Our Latest Number (初回完全限定生産)

 

とてもポップでまったりとしていてセンチメンタルな味わいもある曲。中盤あたりから木琴(?)や女性コーラスなども加わってくるが大仰な展開にはならず、あくまでも淡々と進行していくのが良い。個人的にtoeの歌モノは好きな曲が多いので、一度ゲストヴォーカルなし歌モノオンリーのアルバムを作ってもらいたいと思う。あと、来年こそはライブを観に行きたい。

 

 ●椎名林檎宮本浩次『獣ゆく細道』 

獣ゆく細道

獣ゆく細道

 

大物同志のコラボ曲というと、とりあえずやってみました、みたいな感じで、冠に曲の出来が追いついてないパターンが多い印象があるが、この曲は、静の椎名林檎と動の宮本浩次、あるいは、椎名林檎のクールネスと宮本浩次の熱情っぷり、というお互いの個性・魅力が曲の中で見事に表現されていて、もう、なんちゅうか、とにかく素晴らしい。やっぱ椎名林檎って優れたミュージシャンであるのと同時稀代の策士だな、とあたらめて思った。そのうち海外の大物ミュージシャンともコラボったりするんじゃなかろうか。

 

 ●宇多田ヒカル「Good Night」  

Good Night

Good Night

  • provided courtesy of iTunes

メロディの美しさで言ったらダントツでこの曲。全編メロディがサビなんじゃないかと思えてしまうぐらい素晴らしい。そして、泣ける。とくに「♪ハローぼくは~」ってところを聴くと毎回ぐっとくる。歳だな。念願叶ってはじめてライブも観に行けたしほんとうに良かった。まあ、この曲はやってくれなかったんだけど。

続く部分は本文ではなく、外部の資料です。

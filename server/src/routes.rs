use axum::{
    Json, Router,
    extract::{Path, Query, State},
    http::{HeaderMap, StatusCode, header},
    response::{IntoResponse, Response},
    routing::{get, post},
};
use serde::Deserialize;

use snake_common::games::snake::{ActivePlayer, GameMode};
use snake_common::{PlayerId, SessionToken};

use crate::store::{LeaderboardEntry, Session, StoreError, User};
use crate::web_server::WebServerState;

pub fn api_router() -> Router<WebServerState> {
    Router::new()
        .route("/api/auth/signup", post(signup))
        .route("/api/auth/login", post(login))
        .route("/api/auth/logout", post(logout))
        .route("/api/auth/me", get(current_user))
        .route("/api/leaderboard", get(leaderboard).post(submit_score))
        .route("/api/players", get(active_players))
        .route("/api/players/{id}", get(active_player))
}

#[derive(Debug)]
pub struct ApiError {
    status: StatusCode,
    message: String,
}

impl ApiError {
    fn new(status: StatusCode, message: impl Into<String>) -> Self {
        Self {
            status,
            message: message.into(),
        }
    }
}

impl From<StoreError> for ApiError {
    fn from(err: StoreError) -> Self {
        let status = match err {
            StoreError::UserExists => StatusCode::CONFLICT,
            StoreError::InvalidCredentials | StoreError::NotAuthenticated => StatusCode::UNAUTHORIZED,
            StoreError::InvalidInput(_) => StatusCode::BAD_REQUEST,
        };
        Self::new(status, err.to_string())
    }
}

impl IntoResponse for ApiError {
    fn into_response(self) -> Response {
        let body = serde_json::json!({ "error": self.message });
        (self.status, Json(body)).into_response()
    }
}

pub fn bearer_token(headers: &HeaderMap) -> Option<SessionToken> {
    let value = headers.get(header::AUTHORIZATION)?.to_str().ok()?;
    let token = value.strip_prefix("Bearer ")?.trim();
    if token.is_empty() {
        return None;
    }
    Some(SessionToken::new(token))
}

// --- Auth ---

#[derive(Deserialize)]
struct SignupRequest {
    username: String,
    email: String,
    password: String,
}

async fn signup(
    State(state): State<WebServerState>,
    Json(payload): Json<SignupRequest>,
) -> Result<(StatusCode, Json<Session>), ApiError> {
    let session = state
        .store
        .signup(&payload.username, &payload.email, &payload.password)
        .await?;
    Ok((StatusCode::CREATED, Json(session)))
}

#[derive(Deserialize)]
struct LoginRequest {
    email: String,
    password: String,
}

async fn login(
    State(state): State<WebServerState>,
    Json(payload): Json<LoginRequest>,
) -> Result<Json<Session>, ApiError> {
    let session = state.store.login(&payload.email, &payload.password).await?;
    Ok(Json(session))
}

async fn logout(State(state): State<WebServerState>, headers: HeaderMap) -> StatusCode {
    if let Some(token) = bearer_token(&headers) {
        state.store.logout(&token).await;
    }
    StatusCode::NO_CONTENT
}

async fn current_user(
    State(state): State<WebServerState>,
    headers: HeaderMap,
) -> Result<Json<User>, ApiError> {
    let token = bearer_token(&headers)
        .ok_or_else(|| ApiError::new(StatusCode::UNAUTHORIZED, "Missing bearer token"))?;
    let user = state
        .store
        .current_user(&token)
        .await
        .ok_or_else(|| ApiError::new(StatusCode::UNAUTHORIZED, "Session expired"))?;
    Ok(Json(user))
}

// --- Leaderboard ---

#[derive(Deserialize)]
struct LeaderboardQuery {
    mode: Option<GameMode>,
}

async fn leaderboard(
    State(state): State<WebServerState>,
    Query(query): Query<LeaderboardQuery>,
) -> Json<Vec<LeaderboardEntry>> {
    Json(state.store.leaderboard(query.mode).await)
}

#[derive(Deserialize)]
struct SubmitScoreRequest {
    score: u32,
    mode: GameMode,
}

async fn submit_score(
    State(state): State<WebServerState>,
    headers: HeaderMap,
    Json(payload): Json<SubmitScoreRequest>,
) -> Result<(StatusCode, Json<LeaderboardEntry>), ApiError> {
    let token = bearer_token(&headers).ok_or(StoreError::NotAuthenticated)?;
    let entry = state
        .store
        .submit_score(&token, payload.score, payload.mode)
        .await?;
    Ok((StatusCode::CREATED, Json(entry)))
}

// --- Watch list ---

async fn active_players(State(state): State<WebServerState>) -> Json<Vec<ActivePlayer>> {
    Json(state.store.active_players().await)
}

async fn active_player(
    State(state): State<WebServerState>,
    Path(id): Path<String>,
) -> Result<Json<ActivePlayer>, ApiError> {
    state
        .store
        .active_player(&PlayerId::new(id))
        .await
        .map(Json)
        .ok_or_else(|| ApiError::new(StatusCode::NOT_FOUND, "Player not found"))
}
use std::net::SocketAddr;
use std::time::Duration;

use serde::{Deserialize, Serialize};
use snake_common::config::Validate;
use snake_common::games::snake::SnakeSettings;
use snake_common::logger::LogLevel;

pub const DEFAULT_CONFIG_PATH: &str = "snake_server.yaml";

#[derive(Clone, Debug, PartialEq, Serialize, Deserialize)]
#[serde(default)]
pub struct ServerConfig {
    pub bind_address: String,
    pub static_dir: Option<String>,
    pub grid_size: i32,
    pub initial_speed_ms: u64,
    pub min_speed_ms: u64,
    pub speed_step_ms: u64,
    pub watch_tick_interval_ms: u64,
    pub simulated_players: usize,
    pub log_level: LogLevel,
    pub seed: Option<u64>,
}

impl Default for ServerConfig {
    fn default() -> Self {
        let snake = SnakeSettings::default();
        Self {
            bind_address: "0.0.0.0:5000".to_string(),
            static_dir: None,
            grid_size: snake.grid_size,
            initial_speed_ms: snake.initial_speed_ms,
            min_speed_ms: snake.min_speed_ms,
            speed_step_ms: snake.speed_step_ms,
            watch_tick_interval_ms: 200,
            simulated_players: 3,
            log_level: LogLevel::Info,
            seed: None,
        }
    }
}

impl ServerConfig {
    pub fn snake_settings(&self) -> SnakeSettings {
        SnakeSettings {
            grid_size: self.grid_size,
            initial_speed_ms: self.initial_speed_ms,
            min_speed_ms: self.min_speed_ms,
            speed_step_ms: self.speed_step_ms,
            ..SnakeSettings::default()
        }
    }

    pub fn watch_tick_interval(&self) -> Duration {
        Duration::from_millis(self.watch_tick_interval_ms)
    }

    pub fn socket_addr(&self) -> Result<SocketAddr, String> {
        self.bind_address
            .parse()
            .map_err(|e| format!("Invalid bind address '{}': {}", self.bind_address, e))
    }
}

impl Validate for ServerConfig {
    fn validate(&self) -> Result<(), String> {
        self.socket_addr()?;
        if !(5..=100).contains(&self.grid_size) {
            return Err("Grid size must be between 5 and 100".to_string());
        }
        if self.min_speed_ms < 1 {
            return Err("Minimum speed must be at least 1ms".to_string());
        }
        if !(50..=5000).contains(&self.initial_speed_ms) {
            return Err("Initial speed must be between 50ms and 5000ms".to_string());
        }
        if self.initial_speed_ms < self.min_speed_ms {
            return Err("Initial speed must not be below the minimum speed".to_string());
        }
        if !(20..=5000).contains(&self.watch_tick_interval_ms) {
            return Err("Watch tick interval must be between 20ms and 5000ms".to_string());
        }
        if self.simulated_players > 32 {
            return Err("At most 32 simulated players are supported".to_string());
        }
        Ok(())
    }
}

それは次の機会で、ということで楽しみにしておく。

 

●ネクライトーキー「オシャレ大作戦」  

オシャレ大作戦

オシャレ大作戦

  • ネクライトーキー
  • ロック
  • ¥250
  • provided courtesy of iTunes

先月リリースされた待望の1stアルバム『ONE!』はどの曲も素晴らしい出来でめちゃくちゃ気に入っているが、一番となるとこの曲。いいねえ。若さがはじけてます。ピチピチです。でも勢いだけではなくて、ドラムやキーボードの鳴らし方とか、巷によくあるヒット曲的なポップロックソングとはちょっと趣が異なるような巧妙さもあるのが素晴らしい。歌詞も青春ソング風でありながらどこか人を食ったような風情があるのが良い。とくに「♪渋谷でへへイヘーイ」って部分が良い。「♪新宿でへへイヘーイ」でも「♪池袋でへへイヘーイ」でもないのが良い。ましてや、「♪巣鴨でへへイヘーイ」なんてもってのほかだ。とにかく「♪渋谷でへへイヘーイ」ってのが、なんちゅうか、よくわからんがセンスがあるなあと思う。

 

●鹿の一族「先人の教え」 

先人の教え

先人の教え

  • 鹿の一族
  • ロック
  • ¥200
  • provided courtesy of iTunes

松崎ナオをフロントマンに擁する鹿の一族のデビューアルバムからのリードトラック。グランジオルタナを自己流に表現したヘヴィかつファンキーなバンドサウンドが鳴らされるド迫力のロックチューン。キャッチーかつどこか呪術的な風情を醸すメロディがまた秀逸で、曲の最後では爆裂ギターサウンドとともに天に向かって飛翔するような開放感に満たされる。ライブも何度か観に行ったがほんとうに素晴らしかった。うん。来年もまた観に行こう。

  


鹿の一族「先人の教え」Music Video

 

以上。

とりあえず来年はこのブログをもうちょっとどうにかしたい。

おしまい。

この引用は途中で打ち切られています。